Implementation Plan: Runtime Recovery And Audit Safety

Branch: main | Date: 2026-04-06 | Spec: spec.md Input: Feature specification from kitty-specs/067-runtime-recovery-and-audit-safety/spec.md Mission: 067-runtime-recovery-and-audit-safety

Summary

This mission stabilizes 5 areas of the Spec Kitty runtime: merge recovery after interruption (#416), implementation crash recovery (#415), removal of the generic agent shim runtime in favor of direct canonical commands (#412, #414), audit-mode WPs with bulk-edit safety (#442, #393), and truthful weighted progress reporting (#447, #443). The implementation extends existing infrastructure (MergeState, workspace context, progress.py) rather than rebuilding.

Technical Context

Language/Version: Python 3.11+ Primary Dependencies: typer (CLI), rich (console output), ruamel.yaml (frontmatter), subprocess (git operations) Storage: Filesystem only (YAML frontmatter, JSONL event logs, JSON state files) Testing: pytest with 90%+ coverage for new code; mypy --strict must pass Target Platform: CLI tool (macOS, Linux) Project Type: Single Python package (src/specify_cli/) Constraints: No database; all state on filesystem; must work with 12 AI agent formats

Charter Check

GATE: Must pass before Phase 0 research. Re-check after Phase 1 design.

GateStatusNotes
typer for CLIPASSAll new commands use typer
rich for console outputPASSStatus/progress displays use rich
ruamel.yaml for YAMLPASSFrontmatter parsing uses ruamel.yaml
pytest with 90%+ coveragePASSAll WPs include test requirements
mypy --strictPASSAll new code typed
Integration tests for CLIPASSWP01, WP02, WP03 all need CLI integration tests

No charter violations.

Project Structure

Documentation (this feature)

kitty-specs/067-runtime-recovery-and-audit-safety/
├── spec.md              # Specification (complete)
├── plan.md              # This file
├── research.md          # Phase 0: validated codebase findings
├── data-model.md        # Phase 1: state model changes
├── quickstart.md        # Phase 1: implementation getting-started
└── tasks/               # Phase 2: WP files (created by /spec-kitty.tasks)

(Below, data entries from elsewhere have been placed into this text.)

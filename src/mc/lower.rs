// This module lowers legalized IR instructions into flat machine
// instructions. Lowering is where the last symbolic references disappear:
// function-name operands resolve against the ids assigned to function
// definitions, block references resolve against durable per-block label ids
// assigned lazily on first touch (so forward branches and the block's own
// label agree), and the set immediate of an extended-instruction call is
// replaced by the id of the matching import. The resolution state lives in a
// ModuleInfo shared across the module; label ids are drawn from the same
// registry counter as every other id, keeping module numbering a single
// space.

//! IR-to-McInst lowering and the module-wide resolution tables.

use crate::core::error::{LegalizeError, LegalizeResult};
use crate::ir::{BlockId, Instr, Operand, ValueId};
use crate::legalize::GlobalRegistry;
use crate::mc::{McInst, McOperand};
use crate::spv::{strings, ExtInstSet, Opcode};
use hashbrown::HashMap;

/// Module-wide resolution state built up while lowering.
#[derive(Debug, Default)]
pub struct ModuleInfo {
    func_ids: HashMap<String, ValueId>,
    block_ids: HashMap<(u32, BlockId), ValueId>,
    import_ids: HashMap<ExtInstSet, ValueId>,
}

impl ModuleInfo {
    pub fn new() -> Self {
        Self::default()
    }

    /// Record the result id of a function definition.
    pub fn register_function(&mut self, name: &str, id: ValueId) {
        self.func_ids.insert(name.to_string(), id);
    }

    pub fn function_id(&self, name: &str) -> LegalizeResult<ValueId> {
        self.func_ids
            .get(name)
            .copied()
            .ok_or_else(|| LegalizeError::UnresolvedSymbol {
                name: name.to_string(),
            })
    }

    /// Durable label id of a block, assigned on first touch.
    pub fn block_id(
        &mut self,
        func_idx: u32,
        block: BlockId,
        registry: &mut GlobalRegistry,
    ) -> ValueId {
        *self
            .block_ids
            .entry((func_idx, block))
            .or_insert_with(|| registry.fresh_id())
    }

    /// Record an extended-set import's result id.
    pub fn register_import(&mut self, set: ExtInstSet, id: ValueId) {
        self.import_ids.insert(set, id);
    }

    pub fn import_id(&self, set: ExtInstSet) -> LegalizeResult<ValueId> {
        self.import_ids
            .get(&set)
            .copied()
            .ok_or_else(|| LegalizeError::UnresolvedSymbol {
                name: set.name().to_string(),
            })
    }
}

/// Set selector carried as the set immediate of an un-lowered OpExtInst.
fn set_from_imm(v: i64) -> Option<ExtInstSet> {
    match v {
        0 => Some(ExtInstSet::OpenclStd),
        1 => Some(ExtInstSet::GlslStd450),
        _ => None,
    }
}

/// Index of the set operand of a flat OpExtInst.
pub const EXT_INST_SET_OPERAND: usize = 2;

/// Lower one IR instruction to its flat form.
pub fn lower_instr(
    instr: &Instr,
    func_idx: u32,
    info: &mut ModuleInfo,
    registry: &mut GlobalRegistry,
) -> LegalizeResult<McInst> {
    let mut out = McInst::new(instr.opcode);
    if let Some(def) = instr.def {
        out.push_id(def.0);
    }

    // An extended-set import defines the id later calls resolve against.
    if instr.opcode == Opcode::OpExtInstImport {
        if let Some(def) = instr.def {
            let words: Vec<u32> = instr
                .ops
                .iter()
                .filter_map(|op| match op {
                    Operand::Imm(v) => Some(*v as u32),
                    _ => None,
                })
                .collect();
            if let Some(set) = ExtInstSet::from_name(&strings::decode_string(&words)) {
                info.register_import(set, def);
            }
        }
    }

    for op in &instr.ops {
        let mc_index = out.operands.len();
        match op {
            Operand::Reg(r) => out.push_id(r.0),
            Operand::Imm(v) => {
                // The set selector of an extended call becomes the import id.
                if instr.opcode == Opcode::OpExtInst && mc_index == EXT_INST_SET_OPERAND {
                    let set = set_from_imm(*v).ok_or_else(|| {
                        LegalizeError::UnsupportedOperandShape {
                            mnemonic: "OpExtInst",
                            reason: format!("unknown instruction set selector {v}"),
                        }
                    })?;
                    out.push_id(info.import_id(set)?.0);
                } else {
                    out.push_imm(*v);
                }
            }
            Operand::FpImm(v) => out.operands.push(McOperand::FpImm(*v)),
            Operand::Block(b) => out.push_id(info.block_id(func_idx, *b, registry).0),
            Operand::Global(name) => out.push_id(info.function_id(name)?.0),
        }
    }
    Ok(out)
}

#[cfg(test)]
mod tests {
    use super::*;
    use crate::ir::Function;

    #[test]
    fn block_ids_are_durable() {
        let mut registry = GlobalRegistry::new();
        let mut info = ModuleInfo::new();
        let mut f = Function::new("f");
        let b0 = f.add_block("entry");
        let b1 = f.add_block("exit");
        let first = info.block_id(0, b1, &mut registry);
        let again = info.block_id(0, b1, &mut registry);
        assert_eq!(first, again);
        assert_ne!(info.block_id(0, b0, &mut registry), first);
        // Same block index in a different function gets its own id.
        assert_ne!(info.block_id(1, b1, &mut registry), first);
    }

    #[test]
    fn branch_operand_resolves_to_label_id() {
        let mut registry = GlobalRegistry::new();
        let mut info = ModuleInfo::new();
        let mut f = Function::new("f");
        let _entry = f.add_block("entry");
        let exit = f.add_block("exit");
        let instr = Instr::new(Opcode::OpBranch).with_ops(vec![Operand::Block(exit)]);
        let mc = lower_instr(&instr, 0, &mut info, &mut registry).unwrap();
        let label = info.block_id(0, exit, &mut registry);
        assert_eq!(mc.operands, vec![McOperand::Id(label.0)]);
    }

    #[test]
    fn unresolved_callee_is_an_error() {
        let mut registry = GlobalRegistry::new();
        let mut info = ModuleInfo::new();
        let instr = Instr::new(Opcode::OpFunctionCall)
            .with_def(ValueId(0))
            .with_ops(vec![
                Operand::Reg(ValueId(1)),
                Operand::Global("missing".to_string()),
            ]);
        let err = lower_instr(&instr, 0, &mut info, &mut registry).unwrap_err();
        assert!(matches!(err, LegalizeError::UnresolvedSymbol { .. }));
    }

    #[test]
    fn ext_inst_set_imm_becomes_import_id() {
        let mut registry = GlobalRegistry::new();
        let mut info = ModuleInfo::new();
        let import_def = registry.fresh_id();
        let mut import = Instr::new(Opcode::OpExtInstImport).with_def(import_def);
        for word in strings::encode_string("OpenCL.std") {
            import.ops.push(Operand::Imm(word as i64));
        }
        lower_instr(&import, 0, &mut info, &mut registry).unwrap();

        let call = Instr::new(Opcode::OpExtInst)
            .with_def(ValueId(10))
            .with_ops(vec![
                Operand::Reg(ValueId(11)),
                Operand::Imm(0),
                Operand::Imm(crate::spv::opencl_std::SQRT),
                Operand::Reg(ValueId(12)),
            ]);
        let mc = lower_instr(&call, 0, &mut info, &mut registry).unwrap();
        assert_eq!(mc.id_at(EXT_INST_SET_OPERAND), Some(import_def.0));
    }
}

Source Code (repository root)

src/specify_cli/
├── merge/
│   ├── state.py             # WP01: extend MergeState for recovery
│   └── workspace.py         # WP01: fix cleanup_merge_workspace() timing
├── cli/commands/
│   ├── merge.py             # WP01: make _run_lane_based_merge() resumable
│   ├── implement.py         # WP02: add --recover flag
│   ├── accept.py            # WP03: already exists (feature-level command)
│   ├── shim.py              # WP03: DELETE this file
│   └── agent/tasks.py       # WP05: fix broken progress callsite
├── lanes/
│   ├── implement_support.py # WP02: extend reuse detection for recovery
│   └── worktree_allocator.py # WP02: handle branch-already-exists case
├── shims/
│   ├── generator.py         # WP03: rewrite generate_shim_content()
│   ├── registry.py          # WP03: reference only (no changes)
│   ├── entrypoints.py       # WP03: DELETE this file
│   └── ...
├── migration/
│   └── rewrite_shims.py     # WP03: update rewrite_agent_shims() for direct commands
├── core/
│   └── execution_context.py # WP03: add "accept" to ActionName (backward compat)
├── workspace_context.py     # WP02: build on find_orphaned_contexts()
├── ownership/
│   ├── models.py            # WP04a: add scope field
│   └── validation.py        # WP04a: relax validation for codebase-wide scope
├── frontmatter.py           # WP04a: parse scope field
├── upgrade/
│   └── skill_update.py      # WP04b: reference for apply_text_replacements()
├── status/
│   └── progress.py          # WP05: already correct (wire to callsites)
├── agent_utils/
│   └── status.py            # WP05: fix broken progress callsite
├── dashboard/
│   ├── scanner.py           # WP05: pre-compute weighted progress
│   └── static/dashboard/
│       └── dashboard.js     # WP05: use pre-computed weighted_percentage
└── ...

tests/
├── specify_cli/
│   ├── merge/               # WP01: merge recovery tests
│   ├── test_workspace_context.py # WP02: recovery tests
│   ├── shims/               # WP03: direct command tests
│   ├── ownership/           # WP04a: audit scope tests
│   └── status/
│       └── test_progress.py # WP05: callsite integration tests (existing tests pass)
└── ...

Work Packages (6 WPs — WP04 split into WP04a + WP04b)

Execution Order

WP05 (progress, ~1 day)
  ↓
WP03 (shim removal, ~2 days) ──┐
WP01 (merge recovery, ~2 days) ┤ parallel
                                │
WP02 (impl recovery, ~2 days) ←┘ after WP01
  ↓
WP04a (audit scope, ~1 day)
WP04b (occurrence classification, ~1 day)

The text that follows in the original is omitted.